The biggest surprise when she got her diagnosis was that others in her family suffered and died from Alzheimer’s or currently had the disease and the Greenes did not know about it. That silence on Alzheimer’s is not abnormal. For some reason, families do not communicate about the disease. So, Pansy decided to change that pattern within her own family. She and Winston told everyone.
For three years now, Pansy has been holding her own. And Winston says that little has changed in their lives. They still see family, travel, and live. Now, though, Winston writes the checks and makes the arrangements. And he has to be more patient. As he says in Jaffe’s article, “If I see that Pansy may forget something, I don’t have to say, ‘Oh well, Baby, you just told me that,’…That’s what I have to really work on myself.” Instead, he tries to say, ” ‘We put it on the calendar,’ and then [I] just answer her question.”
Pansy has been doing things to help herself, as well. She takes her prescription, does crossword puzzles, and stays active. She knows that she does not remember everything and that she can’t stop the progression of the disease, but she simply will not let Alzheimer’s disease keep her from living.
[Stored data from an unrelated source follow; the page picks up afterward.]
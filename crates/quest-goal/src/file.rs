// file.rs — GoalFile: a GoalStore persisted to a single text file.
//
// A missing file loads as an empty store. Saves go to a sibling temp file
// that is renamed over the target, so an interrupted save leaves the
// previous contents in place.

use std::fs::{self, File};
use std::io::{BufReader, BufWriter, ErrorKind};
use std::path::{Path, PathBuf};

use crate::codec;
use crate::error::GoalError;
use crate::store::GoalStore;

/// Location of a persisted goal store.
#[derive(Debug, Clone)]
pub struct GoalFile {
    path: PathBuf,
}

impl GoalFile {
    pub fn new(path: impl AsRef<Path>) -> Self {
        Self {
            path: path.as_ref().to_path_buf(),
        }
    }

    pub fn path(&self) -> &Path {
        &self.path
    }

    /// Load the store, or an empty one if the file does not exist yet.
    pub fn load(&self) -> Result<GoalStore, GoalError> {
        let file = match File::open(&self.path) {
            Ok(file) => file,
            Err(e) if e.kind() == ErrorKind::NotFound => {
                tracing::debug!(path = %self.path.display(), "no save file, starting empty");
                return Ok(GoalStore::new());
            }
            Err(source) => return Err(self.io_error(&self.path, source)),
        };

        let store = codec::load(BufReader::new(file)).map_err(|e| self.with_path(e))?;
        tracing::info!(
            path = %self.path.display(),
            goals = store.len(),
            score = store.total_score(),
            "loaded goals"
        );
        Ok(store)
    }

    /// Replace `store` with the file contents. `store` is untouched on error.
    pub fn reload_into(&self, store: &mut GoalStore) -> Result<(), GoalError> {
        let fresh = self.load()?;
        *store = fresh;
        Ok(())
    }

    /// Write `store` to the file, creating parent directories as needed.
    pub fn save(&self, store: &GoalStore) -> Result<(), GoalError> {
        if let Some(parent) = self.path.parent().filter(|p| !p.as_os_str().is_empty()) {
            fs::create_dir_all(parent).map_err(|source| self.io_error(parent, source))?;
        }

        let tmp = self.tmp_path();
        let result = File::create(&tmp)
            .map_err(|source| self.io_error(&tmp, source))
            .and_then(|file| {
                let mut writer = BufWriter::new(file);
                codec::save(store, &mut writer).map_err(|e| self.with_path(e))?;
                let file = writer
                    .into_inner()
                    .map_err(|e| self.io_error(&tmp, e.into_error()))?;
                file.sync_all().map_err(|source| self.io_error(&tmp, source))
            })
            .and_then(|()| {
                fs::rename(&tmp, &self.path).map_err(|source| self.io_error(&self.path, source))
            });

        if let Err(e) = result {
            let _ = fs::remove_file(&tmp);
            return Err(e);
        }

        tracing::info!(
            path = %self.path.display(),
            goals = store.len(),
            score = store.total_score(),
            "saved goals"
        );
        Ok(())
    }

    fn tmp_path(&self) -> PathBuf {
        let mut name = self
            .path
            .file_name()
            .map(|n| n.to_os_string())
            .unwrap_or_default();
        name.push(".tmp");
        self.path.with_file_name(name)
    }

    fn io_error(&self, path: &Path, source: std::io::Error) -> GoalError {
        GoalError::IoError {
            path: path.display().to_string(),
            source,
        }
    }

    /// Attach the file path to bare stream errors from the codec.
    fn with_path(&self, err: GoalError) -> GoalError {
        match err {
            GoalError::Io(source) => self.io_error(&self.path, source),
            other => other,
        }
    }
}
When I read this article, I found myself deeply inspired by this couple. Not only did they realize that she needed help, but they acted upon it and took responsibility for her health. Moreover, their dedication to each other and their life is truly inspiring. Clearly, they love each other.
Alzheimer’s is a cruel disease. It starts with the short-term memory, which is frustrating enough, but eventually it takes away the long-term memory, the lifelong memories and experiences that shape us. It steals away the important people in our lives. It steals the important moments. Few diseases are just that cruel.
Yet, there is hope. The Greenes exemplify that. They did not give up on each other. They know that the future will bring only more memory loss, but that is not stopping them from living now, from loving now. They do not focus on what tomorrow or next year will be, but what today and right now actually are. That is inspiration for all of us. So often we focus on what might happen instead of what is happening. Stories like the Greenes remind us to stop worrying about tomorrow because today is all we have.